New Aussie jobs to halve

Mr Rumbens said productivity gains through AI could see a redistribution of jobs across the labour market, with growth in other areas like physical trades.

But forecasts included in Deloitte’s report state the overall number of new jobs added to the labour market would fall from 304,000 in the year to June 2025 to 192,500 at the end of this financial year.

In 2026-27, Deloitte predicts employment growth would drop again to 155,500 new roles.

Mr Rumbens said the economic conditions in Australia, which faces a “big” productivity and inflation issue, meant slower jobs growth would be part of the macro economic cycle.

“We look at vacancies data across those (AI-affected) occupations and there are some, particularly in the tech side, where vacancies are dropping,” he said.

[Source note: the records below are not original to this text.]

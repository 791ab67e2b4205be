// Copyright (c) 2024-2025 DeepGraph Inc.
// SPDX-License-Identifier: Apache-2.0
//
//! Raw query API

use serde_json::{json, Value};

use crate::client::RushDb;
use crate::error::Result;
use crate::models::transaction::{transaction_header, Transaction};
use crate::transport::{ApiRequest, Transport};

/// Raw Cypher endpoint
pub struct QueryApi<'a, T> {
    client: &'a RushDb<T>,
}

impl<'a, T> QueryApi<'a, T> {
    pub(crate) fn new(client: &'a RushDb<T>) -> Self {
        Self { client }
    }
}

impl<T: Transport> QueryApi<'_, T> {
    /// Run a Cypher query on the server and return its raw response
    pub fn raw(
        &self,
        query: &str,
        params: Option<Value>,
        transaction: Option<&Transaction>,
    ) -> Result<Value> {
        let mut body = json!({ "query": query });
        if let (Some(params), Value::Object(map)) = (params, &mut body) {
            map.insert("params".to_string(), params);
        }
        let request = ApiRequest::post("/query/raw")
            .with_body(body)
            .with_headers(transaction_header(transaction));
        self.client.request(request)
    }
}
use crate::core::{Answer, Domain, Question, QuestionnaireSource, Storage};
use crate::domain::model::AnswerScale;
use crate::utils::error::{RiskError, Result};
use serde::Deserialize;
use std::path::Path;

const QUESTION_COLUMNS: [&str; 5] = ["id", "domain", "question", "scale_min", "scale_max"];
const ANSWER_COLUMNS: [&str; 2] = ["question_id", "value"];

#[derive(Debug, Deserialize)]
struct QuestionRow {
    id: String,
    domain: String,
    question: String,
    scale_min: i64,
    scale_max: i64,
    #[serde(default)]
    weight: Option<f64>,
}

#[derive(Debug, Deserialize)]
struct AnswerRow {
    question_id: String,
    // blank cells are questions the charity has not answered yet
    #[serde(default)]
    value: Option<i64>,
}

/// Reads questionnaires and answers through a [`Storage`] backend.
pub struct FileQuestionnaire<S: Storage> {
    storage: S,
}

impl<S: Storage> FileQuestionnaire<S> {
    pub fn new(storage: S) -> Self {
        Self { storage }
    }
}

impl<S: Storage> QuestionnaireSource for FileQuestionnaire<S> {
    fn load_questions(&self, path: &str) -> Result<Vec<Question>> {
        let data = self.storage.read_file(path)?;
        let questions = parse_questions_csv(&data)?;
        tracing::info!("Loaded {} questions from {}", questions.len(), path);
        Ok(questions)
    }

    fn load_answers(&self, path: &str) -> Result<Vec<Answer>> {
        let data = self.storage.read_file(path)?;
        let is_json = Path::new(path)
            .extension()
            .and_then(|ext| ext.to_str())
            .is_some_and(|ext| ext.eq_ignore_ascii_case("json"));

        let answers = if is_json {
            parse_answers_json(&data)?
        } else {
            parse_answers_csv(&data)?
        };
        tracing::info!("Loaded {} answers from {}", answers.len(), path);
        Ok(answers)
    }
}

fn require_columns(reader: &mut csv::Reader<&[u8]>, required: &[&str]) -> Result<()> {
    let headers = reader.headers()?;
    let missing: Vec<&str> = required
        .iter()
        .copied()
        .filter(|column| !headers.iter().any(|h| h.trim() == *column))
        .collect();

    if !missing.is_empty() {
        return Err(RiskError::ValidationError {
            message: format!("missing required column(s): {}", missing.join(", ")),
        });
    }
    Ok(())
}

fn reader(data: &[u8]) -> csv::Reader<&[u8]> {
    csv::ReaderBuilder::new()
        .trim(csv::Trim::All)
        .from_reader(data)
}

/// Parses a question bank CSV with columns
/// `id,domain,question,scale_min,scale_max[,weight]`.
pub fn parse_questions_csv(data: &[u8]) -> Result<Vec<Question>> {
    let mut reader = reader(data);
    require_columns(&mut reader, &QUESTION_COLUMNS)?;

    let mut questions = Vec::new();
    for (line, row) in reader.deserialize::<QuestionRow>().enumerate() {
        let row = row?;
        let domain: Domain = row.domain.parse().map_err(|e| RiskError::ValidationError {
            message: format!("row {}: {}", line + 1, e),
        })?;

        let question = Question::new(
            row.id,
            domain,
            row.question,
            AnswerScale::new(row.scale_min, row.scale_max),
        );
        questions.push(match row.weight {
            Some(weight) => question.with_weight(weight),
            None => question,
        });
    }

    Ok(questions)
}

/// Parses `question_id,value` rows. Rows with a blank value are skipped.
pub fn parse_answers_csv(data: &[u8]) -> Result<Vec<Answer>> {
    let mut reader = reader(data);
    require_columns(&mut reader, &ANSWER_COLUMNS)?;

    let mut answers = Vec::new();
    for row in reader.deserialize::<AnswerRow>() {
        let row = row?;
        match row.value {
            Some(value) => answers.push(Answer::new(row.question_id, value)),
            None => tracing::debug!("Skipping unanswered question {}", row.question_id),
        }
    }
    Ok(answers)
}

/// Parses a JSON array of `{"question_id": .., "value": ..}` objects.
pub fn parse_answers_json(data: &[u8]) -> Result<Vec<Answer>> {
    Ok(serde_json::from_slice(data)?)
}

#[cfg(test)]
mod tests {
    use super::*;

    #[test]
    fn test_parse_questions_csv() {
        let csv = "id,domain,question,scale_min,scale_max,weight\n\
                   ID1,Identify,Do you know where donor data lives?,0,4,2.0\n\
                   PR1,pr,\"Is MFA enabled, where possible?\",0,4,\n";

        let questions = parse_questions_csv(csv.as_bytes()).unwrap();
        assert_eq!(questions.len(), 2);
        assert_eq!(questions[0].weight, 2.0);
        assert_eq!(questions[1].domain, Domain::Protect);
        assert_eq!(questions[1].weight, 1.0);
        assert_eq!(questions[1].prompt, "Is MFA enabled, where possible?");
    }

    #[test]
    fn test_parse_questions_without_weight_column() {
        let csv = "id,domain,question,scale_min,scale_max\nDE1,Detect,Spam filtering?,1,5\n";
        let questions = parse_questions_csv(csv.as_bytes()).unwrap();
        assert_eq!(questions[0].scale, AnswerScale::new(1, 5));
        assert_eq!(questions[0].weight, 1.0);
    }

    #[test]
    fn test_missing_column_is_named() {
        let csv = "id,question,scale_min,scale_max\nID1,q,0,4\n";
        match parse_questions_csv(csv.as_bytes()) {
            Err(RiskError::ValidationError { message }) => assert!(message.contains("domain")),
            other => panic!("expected validation error, got {:?}", other),
        }
    }

    #[test]
    fn test_unknown_domain_reports_row() {
        let csv = "id,domain,question,scale_min,scale_max\nGV1,Govern,q,0,4\n";
        match parse_questions_csv(csv.as_bytes()) {
            Err(RiskError::ValidationError { message }) => assert!(message.starts_with("row 1")),
            other => panic!("expected validation error, got {:?}", other),
        }
    }

    #[test]
    fn test_parse_answers_csv_skips_blank_values() {
        let csv = "question_id,domain,question,value\nID1,Identify,q,3\nID2,Identify,q,\n";
        let answers = parse_answers_csv(csv.as_bytes()).unwrap();
        assert_eq!(answers, vec![Answer::new("ID1", 3)]);
    }

    #[test]
    fn test_parse_answers_json() {
        let json = r#"[{"question_id":"RC1","value":0},{"question_id":"RC2","value":4}]"#;
        let answers = parse_answers_json(json.as_bytes()).unwrap();
        assert_eq!(answers[1], Answer::new("RC2", 4));

        assert!(matches!(
            parse_answers_json(b"{not json"),
            Err(RiskError::SerializationError(_))
        ));
    }
}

“And so that’s an indicator that there might be softer employment demand going forward.

“We look over at like the US in particular and see a greater amount of labour market restructure going on there.

“And then we look at the level of investment particularly in data centres, and that suggests that if we’re then looking forward to the rest of 2026, (and) in the next couple of years, that we would expect some of the labour market restructure to become more significant over that time.”

Deloitte also identified 12 “AI-enhanced occupations” including chief executives, general managers, legislators, scientists, primary school teachers and psychologists.

Mr Rumbens said technology could be a big lever in solving Australia’s productivity issues but whether AI delivers on its promise “remains to be seen”.